Items listed in a dataset:
::::::::

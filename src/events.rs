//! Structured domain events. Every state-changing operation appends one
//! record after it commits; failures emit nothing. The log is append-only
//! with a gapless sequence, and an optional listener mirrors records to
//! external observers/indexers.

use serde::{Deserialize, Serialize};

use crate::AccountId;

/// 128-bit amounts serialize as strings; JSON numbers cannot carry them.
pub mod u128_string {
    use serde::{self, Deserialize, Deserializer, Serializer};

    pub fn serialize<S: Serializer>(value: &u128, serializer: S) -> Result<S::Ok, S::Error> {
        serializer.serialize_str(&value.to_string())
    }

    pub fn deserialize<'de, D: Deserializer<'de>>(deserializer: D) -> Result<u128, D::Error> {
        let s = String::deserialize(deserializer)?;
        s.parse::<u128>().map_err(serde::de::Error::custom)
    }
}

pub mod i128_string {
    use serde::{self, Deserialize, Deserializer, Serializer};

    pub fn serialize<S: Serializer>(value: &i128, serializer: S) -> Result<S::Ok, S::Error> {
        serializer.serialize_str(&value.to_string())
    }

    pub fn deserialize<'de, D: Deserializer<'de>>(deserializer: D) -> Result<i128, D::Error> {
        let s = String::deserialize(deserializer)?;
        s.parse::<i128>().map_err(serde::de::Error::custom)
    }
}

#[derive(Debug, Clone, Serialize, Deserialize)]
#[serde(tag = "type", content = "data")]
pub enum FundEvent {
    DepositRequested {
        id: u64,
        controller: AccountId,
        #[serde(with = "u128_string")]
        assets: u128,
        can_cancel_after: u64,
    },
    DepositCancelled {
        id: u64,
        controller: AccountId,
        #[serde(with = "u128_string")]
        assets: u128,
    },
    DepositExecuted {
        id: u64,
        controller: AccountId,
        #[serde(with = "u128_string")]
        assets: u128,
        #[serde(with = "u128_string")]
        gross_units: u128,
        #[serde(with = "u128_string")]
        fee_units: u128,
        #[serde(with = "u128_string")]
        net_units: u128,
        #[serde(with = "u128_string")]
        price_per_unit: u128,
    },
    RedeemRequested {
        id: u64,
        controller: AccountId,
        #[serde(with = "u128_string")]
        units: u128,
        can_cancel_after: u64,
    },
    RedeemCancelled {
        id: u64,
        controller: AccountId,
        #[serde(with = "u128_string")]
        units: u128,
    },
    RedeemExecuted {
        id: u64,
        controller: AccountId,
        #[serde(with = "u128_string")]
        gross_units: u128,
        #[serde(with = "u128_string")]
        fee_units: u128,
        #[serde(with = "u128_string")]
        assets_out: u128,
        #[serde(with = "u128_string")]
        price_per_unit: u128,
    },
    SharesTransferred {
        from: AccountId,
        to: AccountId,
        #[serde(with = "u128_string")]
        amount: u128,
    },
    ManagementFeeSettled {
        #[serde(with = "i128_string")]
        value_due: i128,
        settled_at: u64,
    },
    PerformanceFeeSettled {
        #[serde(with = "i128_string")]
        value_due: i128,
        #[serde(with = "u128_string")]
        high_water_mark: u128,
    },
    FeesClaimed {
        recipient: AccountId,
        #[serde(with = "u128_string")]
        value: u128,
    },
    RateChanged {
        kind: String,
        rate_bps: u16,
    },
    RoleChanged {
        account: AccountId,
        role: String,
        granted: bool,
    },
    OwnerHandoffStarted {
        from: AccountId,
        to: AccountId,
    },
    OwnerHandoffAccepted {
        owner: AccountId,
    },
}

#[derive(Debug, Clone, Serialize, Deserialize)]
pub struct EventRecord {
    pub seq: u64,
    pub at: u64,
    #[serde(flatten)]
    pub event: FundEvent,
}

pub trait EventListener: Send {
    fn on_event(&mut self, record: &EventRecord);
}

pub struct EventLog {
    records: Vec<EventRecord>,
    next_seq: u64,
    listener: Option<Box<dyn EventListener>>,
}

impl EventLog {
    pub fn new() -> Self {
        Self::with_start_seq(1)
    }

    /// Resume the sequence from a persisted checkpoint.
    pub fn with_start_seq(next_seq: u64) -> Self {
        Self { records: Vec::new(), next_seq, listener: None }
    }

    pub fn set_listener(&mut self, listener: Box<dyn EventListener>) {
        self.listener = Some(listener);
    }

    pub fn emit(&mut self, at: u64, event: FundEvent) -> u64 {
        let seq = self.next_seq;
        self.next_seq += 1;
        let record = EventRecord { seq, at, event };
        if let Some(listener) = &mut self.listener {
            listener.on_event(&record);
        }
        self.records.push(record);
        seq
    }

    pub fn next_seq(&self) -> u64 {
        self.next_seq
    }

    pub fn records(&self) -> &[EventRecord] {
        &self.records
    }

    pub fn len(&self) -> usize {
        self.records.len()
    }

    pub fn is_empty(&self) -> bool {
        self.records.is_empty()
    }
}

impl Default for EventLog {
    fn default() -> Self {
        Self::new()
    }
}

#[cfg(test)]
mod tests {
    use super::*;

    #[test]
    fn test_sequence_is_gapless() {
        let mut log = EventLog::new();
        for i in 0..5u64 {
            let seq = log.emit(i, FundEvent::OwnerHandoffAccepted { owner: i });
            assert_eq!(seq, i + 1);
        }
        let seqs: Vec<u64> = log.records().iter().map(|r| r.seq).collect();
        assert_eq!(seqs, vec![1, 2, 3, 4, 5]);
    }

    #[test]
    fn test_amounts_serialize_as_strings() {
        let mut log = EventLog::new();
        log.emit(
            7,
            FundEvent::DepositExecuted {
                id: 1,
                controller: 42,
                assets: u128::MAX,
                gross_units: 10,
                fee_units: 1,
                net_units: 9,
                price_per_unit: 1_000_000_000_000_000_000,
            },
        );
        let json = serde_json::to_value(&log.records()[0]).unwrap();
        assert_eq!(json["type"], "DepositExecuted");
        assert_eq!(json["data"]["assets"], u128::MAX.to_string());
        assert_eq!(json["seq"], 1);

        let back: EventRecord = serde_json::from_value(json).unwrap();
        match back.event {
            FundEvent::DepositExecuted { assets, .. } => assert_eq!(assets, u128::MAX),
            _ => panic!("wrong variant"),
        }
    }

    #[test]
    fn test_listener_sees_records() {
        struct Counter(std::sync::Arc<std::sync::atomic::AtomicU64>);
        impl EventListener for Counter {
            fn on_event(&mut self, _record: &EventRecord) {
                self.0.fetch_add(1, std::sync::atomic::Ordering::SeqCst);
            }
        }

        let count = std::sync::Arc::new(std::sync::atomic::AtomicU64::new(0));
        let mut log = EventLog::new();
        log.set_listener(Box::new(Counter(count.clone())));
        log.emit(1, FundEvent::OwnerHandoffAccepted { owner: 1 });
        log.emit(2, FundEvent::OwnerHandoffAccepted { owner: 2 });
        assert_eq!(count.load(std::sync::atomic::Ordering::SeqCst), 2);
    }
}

::::::::

### Work order
Every record should be given again exactly.

### Completed exercise
filename src/events.rs
//! Structured domain events. Every state-changing operation appends one
//! record after it commits; failures emit nothing. The log is append-only
//! with a gapless sequence, and an optional listener mirrors records to
//! external observers/indexers.

use serde::{Deserialize, Serialize};

use crate::AccountId;

/// 128-bit amounts serialize as strings; JSON numbers cannot carry them.
pub mod u128_string {
    use serde::{self, Deserialize, Deserializer, Serializer};

    pub fn serialize<S: Serializer>(value: &u128, serializer: S) -> Result<S::Ok, S::Error> {
        serializer.serialize_str(&value.to_string())
    }

    pub fn deserialize<'de, D: Deserializer<'de>>(deserializer: D) -> Result<u128, D::Error> {
        let s = String::deserialize(deserializer)?;
        s.parse::<u128>().map_err(serde::de::Error::custom)
    }
}

pub mod i128_string {
    use serde::{self, Deserialize, Deserializer, Serializer};

    pub fn serialize<S: Serializer>(value: &i128, serializer: S) -> Result<S::Ok, S::Error> {
        serializer.serialize_str(&value.to_string())
    }

    pub fn deserialize<'de, D: Deserializer<'de>>(deserializer: D) -> Result<i128, D::Error> {
        let s = String::deserialize(deserializer)?;
        s.parse::<i128>().map_err(serde::de::Error::custom)
    }
}

#[derive(Debug, Clone, Serialize, Deserialize)]
#[serde(tag = "type", content = "data")]
pub enum FundEvent {
    DepositRequested {
        id: u64,
        controller: AccountId,
        #[serde(with = "u128_string")]
        assets: u128,
        can_cancel_after: u64,
    },
    DepositCancelled {
        id: u64,
        controller: AccountId,
        #[serde(with = "u128_string")]
        assets: u128,
    },
    DepositExecuted {
        id: u64,
        controller: AccountId,
        #[serde(with = "u128_string")]
        assets: u128,
        #[serde(with = "u128_string")]
        gross_units: u128,
        #[serde(with = "u128_string")]
        fee_units: u128,
        #[serde(with = "u128_string")]
        net_units: u128,
        #[serde(with = "u128_string")]
        price_per_unit: u128,
    },
    RedeemRequested {
        id: u64,
        controller: AccountId,
        #[serde(with = "u128_string")]
        units: u128,
        can_cancel_after: u64,
    },
    RedeemCancelled {
        id: u64,
        controller: AccountId,
        #[serde(with = "u128_string")]
        units: u128,
    },
    RedeemExecuted {
        id: u64,
        controller: AccountId,
        #[serde(with = "u128_string")]
        gross_units: u128,
        #[serde(with = "u128_string")]
        fee_units: u128,
        #[serde(with = "u128_string")]
        assets_out: u128,
        #[serde(with = "u128_string")]
        price_per_unit: u128,
    },
    SharesTransferred {
        from: AccountId,
        to: AccountId,
        #[serde(with = "u128_string")]
        amount: u128,
    },
    ManagementFeeSettled {
        #[serde(with = "i128_string")]
        value_due: i128,
        settled_at: u64,
    },
    PerformanceFeeSettled {
        #[serde(with = "i128_string")]
        value_due: i128,
        #[serde(with = "u128_string")]
        high_water_mark: u128,
    },
    FeesClaimed {
        recipient: AccountId,
        #[serde(with = "u128_string")]
        value: u128,
    },
    RateChanged {
        kind: String,
        rate_bps: u16,
    },
    RoleChanged {
        account: AccountId,
        role: String,
        granted: bool,
    },
    OwnerHandoffStarted {
        from: AccountId,
        to: AccountId,
    },
    OwnerHandoffAccepted {
        owner: AccountId,
    },
}

#[derive(Debug, Clone, Serialize, Deserialize)]
pub struct EventRecord {
    pub seq: u64,
    pub at: u64,
    #[serde(flatten)]
    pub event: FundEvent,
}

pub trait EventListener: Send {
    fn on_event(&mut self, record: &EventRecord);
}

pub struct EventLog {
    records: Vec<EventRecord>,
    next_seq: u64,
    listener: Option<Box<dyn EventListener>>,
}

impl EventLog {
    pub fn new() -> Self {
        Self::with_start_seq(1)
    }

    /// Resume the sequence from a persisted checkpoint.
    pub fn with_start_seq(next_seq: u64) -> Self {
        Self { records: Vec::new(), next_seq, listener: None }
    }

    pub fn set_listener(&mut self, listener: Box<dyn EventListener>) {
        self.listener = Some(listener);
    }

    pub fn emit(&mut self, at: u64, event: FundEvent) -> u64 {
        let seq = self.next_seq;
        self.next_seq += 1;
        let record = EventRecord { seq, at, event };
        if let Some(listener) = &mut self.listener {
            listener.on_event(&record);
        }
        self.records.push(record);
        seq
    }

    pub fn next_seq(&self) -> u64 {
        self.next_seq
    }

    pub fn records(&self) -> &[EventRecord] {
        &self.records
    }

    pub fn len(&self) -> usize {
        self.records.len()
    }

    pub fn is_empty(&self) -> bool {
        self.records.is_empty()
    }
}

impl Default for EventLog {
    fn default() -> Self {
        Self::new()
    }
}

#[cfg(test)]
mod tests {
    use super::*;

    #[test]
    fn test_sequence_is_gapless() {
        let mut log = EventLog::new();
        for i in 0..5u64 {
            let seq = log.emit(i, FundEvent::OwnerHandoffAccepted { owner: i });
            assert_eq!(seq, i + 1);
        }
        let seqs: Vec<u64> = log.records().iter().map(|r| r.seq).collect();
        assert_eq!(seqs, vec![1, 2, 3, 4, 5]);
    }

    #[test]
    fn test_amounts_serialize_as_strings() {
        let mut log = EventLog::new();
        log.emit(
            7,
            FundEvent::DepositExecuted {
                id: 1,
                controller: 42,
                assets: u128::MAX,
                gross_units: 10,
                fee_units: 1,
                net_units: 9,
                price_per_unit: 1_000_000_000_000_000_000,
            },
        );
        let json = serde_json::to_value(&log.records()[0]).unwrap();
        assert_eq!(json["type"], "DepositExecuted");
        assert_eq!(json["data"]["assets"], u128::MAX.to_string());
        assert_eq!(json["seq"], 1);

        let back: EventRecord = serde_json::from_value(json).unwrap();
        match back.event {
            FundEvent::DepositExecuted { assets, .. } => assert_eq!(assets, u128::MAX),
            _ => panic!("wrong variant"),
        }
    }

    #[test]
    fn test_listener_sees_records() {
        struct Counter(std::sync::Arc<std::sync::atomic::AtomicU64>);
        impl EventListener for Counter {
            fn on_event(&mut self, _record: &EventRecord) {
                self.0.fetch_add(1, std::sync::atomic::Ordering::SeqCst);
            }
        }

        let count = std::sync::Arc::new(std::sync::atomic::AtomicU64::new(0));
        let mut log = EventLog::new();
        log.set_listener(Box::new(Counter(count.clone())));
        log.emit(1, FundEvent::OwnerHandoffAccepted { owner: 1 });
        log.emit(2, FundEvent::OwnerHandoffAccepted { owner: 2 });
        assert_eq!(count.load(std::sync::atomic::Ordering::SeqCst), 2);
    }
}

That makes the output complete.